Theo sets down the blender.

"The decision came from corporate. With everything happening, they felt it was best to distance the brand from any potential?—"

"Potential what, Lucien?"

"Legal complications."

"Legal complications. How wonderfully vague."

"I tried to fight it. You know I did."

"Of course you did. I'm sure you put up a valiant thirty-second defense before agreeing that protecting the magazine's reputation was obviously more important than, say, facts or loyalty or basic human decency."

"That's not fair."

"Fair? If I wanted fair, I would have chosen a different career. Probably a different species."

This is Lumière—the magazine that legitimized me as more than society page decoration. The one that ran features about my advocacy work, that photographed me for causes that mattered.

If Lumière is dropping me, everyone else will follow.

"The images will be archived," Lucien continues, his voice careful. "If circumstances change?—"

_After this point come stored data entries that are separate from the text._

#[test]
fn attack_chain_reaches_third_swing_with_two_stamina_left() {
    let mut arena = arena();
    {
        let p = arena.player_mut();
        p.state = PlayerState::Attack1;
        p.stamina = 4;
        p.attack_time = 0;
    }
    let held = idle().with(ATTACK);

    let mut seen = vec![PlayerState::Attack1];
    for now in (20..=1000).step_by(20) {
        arena.step(&held, now, &()).unwrap();
        let state = arena.player().state;
        if seen.last() != Some(&state) {
            seen.push(state);
        }
    }

    assert_eq!(seen, vec![PlayerState::Attack1, PlayerState::Attack2, PlayerState::Attack3]);
    assert_eq!(arena.player().stamina, 2);
    assert_eq!(arena.player().attack_time, 840);
}

#[test]
fn holding_block_prevents_chaining() {
    let mut arena = arena();
    {
        let p = arena.player_mut();
        p.state = PlayerState::Attack1;
        p.attack_time = 0;
    }
    let both = idle().with(ATTACK).with(BLOCK);
    for now in (20..=580).step_by(20) {
        arena.step(&both, now, &()).unwrap();
        assert_eq!(arena.player().state, PlayerState::Attack1);
    }
    arena.step(&both, 600, &()).unwrap();
    assert_eq!(arena.player().state, PlayerState::Idle);
}

#[test]
fn one_swing_lands_at_most_once() {
    let mut arena = arena();
    arena.player_mut().position = Vec2::new(640.0, 2000.0);
    arena.boss_mut().position = Vec2::new(690.0, 2000.0);

    let mut events = Vec::new();
    arena.step(&idle().with(ATTACK), 0, &()).unwrap();
    for now in (20..=580).step_by(20) {
        let report = arena.step(&idle(), now, &()).unwrap();
        events.extend(report.events);
        // Keep the boss vulnerable for the whole swing.
        arena.boss_mut().state = BossState::Idle;
    }

    assert_eq!(arena.boss().health, 19);
    assert_eq!(damage_to(&events, Actor::Boss), 1);
    assert!(arena.player().hitting);
}

#[test]
fn swing_into_empty_air_plays_miss_once() {
    let mut arena = arena();
    arena.step(&idle().with(ATTACK), 0, &()).unwrap();
    arena.drain_cues();

    let mut misses = 0;
    let mut events = Vec::new();
    for now in (20..=600).step_by(20) {
        events.extend(arena.step(&idle(), now, &()).unwrap().events);
        misses += arena
            .drain_cues()
            .iter()
            .filter(|c| matches!(c, CueCommand::Play { cue: Cue::Miss, .. }))
            .count();
    }
    assert_eq!(misses, 1);
    assert_eq!(arena.boss().health, 20);
    assert_eq!(arena.player().state, PlayerState::Idle);
    assert_eq!(events, vec![MatchEvent::Missed]);
}

#[test]
fn swing_that_connects_late_is_not_reported_as_missed() {
    let mut arena = arena();
    arena.player_mut().position = Vec2::new(640.0, 2000.0);
    arena.step(&idle().with(ATTACK), 0, &()).unwrap();

    let mut events = Vec::new();
    for now in (20..=600).step_by(20) {
        if now == 300 {
            arena.boss_mut().position = Vec2::new(690.0, 2000.0);
        }
        events.extend(arena.step(&idle(), now, &()).unwrap().events);
    }

    assert_eq!(damage_to(&events, Actor::Boss), 1);
    assert!(!events.contains(&MatchEvent::Missed));
    assert_eq!(arena.player().state, PlayerState::Idle);
}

"Circumstances." I taste the word like expensive wine gone sour. "What a delicate way to say 'if you're eventually cleared of crimes you didn't commit.'"

"Azaria..."

"No, it's brilliant really. Archive the images so you can pretend you never doubted me while simultaneously ensuring I understand exactly how expendable I am."

Theo's smoothie sits forgotten, his attention fixed on something outside the window that definitely isn't there.

"This isn't personal."

"Of course it's not personal, Lucien. Business never is. I hope you have a better day than I am having."

I hang up and set the phone down.

"Well," I announce to Theo's kitchen, "that was amazing. Nothing quite like a good old-fashioned professional execution to start the day."

Theo turns, his eyes finding mine.

"Bad news?"

"The opposite, actually. Lumière just freed up my December schedule. Very thoughtful of them."

But inside, something fundamental is collapsing. The magazine that discovered me, that turned Azaria Emerson from wealthy socialite into legitimate model, just calculated my worth and found it wanting.

The architecture of my career—built over eight years of early calls, impossible standards, and proving I was more than my trust fund—crumbles in real time while I stand here making jokes about it.

"Coffee?" I ask Theo, as if nothing happened at all.

"Zari."

I freeze with my hand on the coffee maker, suddenly aware that my performance—the breezy dismissal, the casual shrug—isn't fooling anyone. Least of all him.

"I'm sorry."

I turn around slowly. Theo stands with his back against the counter, arms crossed, but his expression is gentler than I've seen in years. The hard edges that usually define his face have softened into something that looks dangerously close to concern.

"They were wrong to do that. Lumière was wrong."

"It's business," I say automatically, the words feeling hollow even as I speak them.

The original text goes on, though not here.